Employee Benefit Plans |
Pension Plans
The Company provides a qualified, defined-benefit, non-contributory
pension plan for substantially all employees. The Company also maintains
an unfunded, non-qualified, supplemental executive retirement plan. The
costs of plans are charged to expense and utility plant. The Company
makes annual contributions to fund the amounts accrued for pension cost.
The Company estimates that the annual contribution to the pension plans
will be $7.4 million in 2006. Plan assets in the defined benefit pension
plan as of December 31, 2005 and 2004 (the measurement dates for the
plan) were as follows: |
Asset Category |
Target |
2005 |
2004 |
Bond funds |
35% to 45% |
36.4% |
39.4% |
Equity accounts |
55% to 65% |
63.6% |
60.6% |
|
The investment objective of
the fund is to maximize the return on assets, commensurate with the risk
the Company Trustees deem appropriate to meet the obligations of the
Plan, minimize the volatility of the pension expense, and account for
contingencies. The Trustees utilize the services of an outside
investment advisor and periodically measure fund performance against
specific indexes in an effort to generate a rate of return for the total
portfolio that equals or exceeds the actuarial investment rate
assumptions.
Pension payment obligations are generally funded by the purchase of an
annuity from a life insurance company. In 2005, the Plan annuitized
pension benefits that would otherwise be paid to certain retirees in the
future. Benefit payments under the supplemental executive retirement
plan are paid currently. Excluding costs to annuitize future retirement
benefits, benefits expected to be paid in each year from 2006 through
2010 are $2,610, $3,266, $4,412, $5,617, and $5,683, respectively. The
aggregate benefit expected to be paid in the five years 2011 through
2015 is $39,142. The expected benefit payments are based upon the same
assumptions
used to measure the Company’s benefit obligation at December 31, 2005,
and include estimated future employee service.
The accumulated benefit obligations of the pension plan are $71,463 and
$65,938 as of December 31, 2005 and 2004, respectively. The fair value
of pension plan assets was $70,225 and $75,064 as of December 31, 2005
and 2004, respectively. The unfunded supplemental executive retirement
plan accumulated benefit obligations were $8,608 and $7,234 as of
December 31, 2005 and 2004, respectively.

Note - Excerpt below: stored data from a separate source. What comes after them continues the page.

//! Utilidades de validación
//!
//! Funciones helper para validación de parámetros de la API de despacho.

use chrono::{DateTime, NaiveDate, Utc};

use crate::utils::errors::{AppError, AppResult};

/// Validar y convertir string a fecha (YYYY-MM-DD)
pub fn parse_date(value: &str) -> AppResult<NaiveDate> {
    NaiveDate::parse_from_str(value, "%Y-%m-%d").map_err(|_| {
        AppError::ValidationError(format!("'{}' is not a valid date (expected YYYY-MM-DD)", value))
    })
}

/// Validar y convertir string a datetime RFC3339
pub fn parse_datetime(value: &str) -> AppResult<DateTime<Utc>> {
    DateTime::parse_from_rfc3339(value)
        .map(|dt| dt.with_timezone(&Utc))
        .map_err(|_| {
            AppError::ValidationError(format!(
                "'{}' is not a valid timestamp (expected RFC3339)",
                value
            ))
        })
}

/// Validar que un string no esté vacío
pub fn require_not_empty(value: &str, field: &str) -> AppResult<()> {
    if value.trim().is_empty() {
        return Err(AppError::ValidationError(format!("{} must not be empty", field)));
    }
    Ok(())
}

/// Validar que una lista no esté vacía
pub fn require_not_empty_list<T>(values: &[T], field: &str) -> AppResult<()> {
    if values.is_empty() {
        return Err(AppError::ValidationError(format!("{} must not be empty", field)));
    }
    Ok(())
}

#[cfg(test)]
mod tests {
    use super::*;

    #[test]
    fn parse_date_accepts_iso() {
        assert!(parse_date("2025-03-14").is_ok());
        assert!(parse_date("14/03/2025").is_err());
    }

    #[test]
    fn parse_datetime_accepts_rfc3339() {
        assert!(parse_datetime("2025-03-14T09:00:00Z").is_ok());
        assert!(parse_datetime("2025-03-14 09:00").is_err());
    }

    #[test]
    fn empty_list_rejected() {
        let empty: Vec<i32> = vec![];
        assert!(require_not_empty_list(&empty, "trip_ids").is_err());
        assert!(require_not_empty_list(&[1], "trip_ids").is_ok());
    }
}
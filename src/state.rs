//! Shared application state
//!
//! Este módulo define el estado compartido de la aplicación que se pasa
//! a través del router de Axum.

use sqlx::PgPool;
use std::sync::Arc;

use crate::config::environment::EnvironmentConfig;
use crate::services::notification_service::{DispatchNotifier, LogNotifier};

#[derive(Clone)]
pub struct AppState {
    pub pool: PgPool,
    pub config: EnvironmentConfig,
    pub notifier: Arc<dyn DispatchNotifier>,
}

impl AppState {
    pub fn new(pool: PgPool, config: EnvironmentConfig) -> Self {
        Self {
            pool,
            config,
            notifier: Arc::new(LogNotifier),
        }
    }
}
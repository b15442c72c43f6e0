//! Modelo de Vehicle
//!
//! Un vehículo pertenece a una sucursal y a una categoría (clase de
//! capacidad). Aplica el mismo invariante de no-solapamiento que el
//! conductor, limitado al vehículo.

use chrono::{DateTime, Utc};
use rust_decimal::Decimal;
use serde::{Deserialize, Serialize};
use sqlx::FromRow;
use uuid::Uuid;

/// Estado del vehículo - mapea al ENUM vehicle_status
#[derive(Debug, Clone, Copy, PartialEq, Eq, Serialize, Deserialize, sqlx::Type)]
#[sqlx(type_name = "vehicle_status", rename_all = "snake_case")]
#[serde(rename_all = "SCREAMING_SNAKE_CASE")]
pub enum VehicleStatus {
    Available,
    InUse,
    Maintenance,
    Inactive,
}

/// Categoría de vehículo (clase de capacidad)
#[derive(Debug, Clone, Serialize, Deserialize, FromRow)]
pub struct VehicleCategory {
    pub id: Uuid,
    pub name: String,
    pub seats: i32,
}

/// Vehicle principal - mapea a la tabla vehicles
#[derive(Debug, Clone, Serialize, Deserialize, FromRow)]
pub struct Vehicle {
    pub id: Uuid,
    pub branch_id: Uuid,
    pub license_plate: String,
    pub model: Option<String>,
    pub category_id: Uuid,
    pub capacity: i32,
    pub status: VehicleStatus,
    pub odometer_km: Decimal,
    pub last_maintenance_at: Option<DateTime<Utc>>,
    /// Permite asignar a trips de otras sucursales.
    pub cross_branch: bool,
    pub created_at: DateTime<Utc>,
    pub version: i64,
}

The data in the following tables includes the unfunded, non-qualified,
supplemental executive retirement plan.
Savings Plan The Company sponsors a 401(k) qualified,
defined-contribution savings plan that allows participants to contribute
up to 20% of pre-tax compensation. The Company matches 50 cents for each
dollar contributed by the employee up to a maximum Company match of
4.0%. Company contributions were $1,498, $1,443, and $1,433, for the
years 2005, 2004, and 2003, respectively.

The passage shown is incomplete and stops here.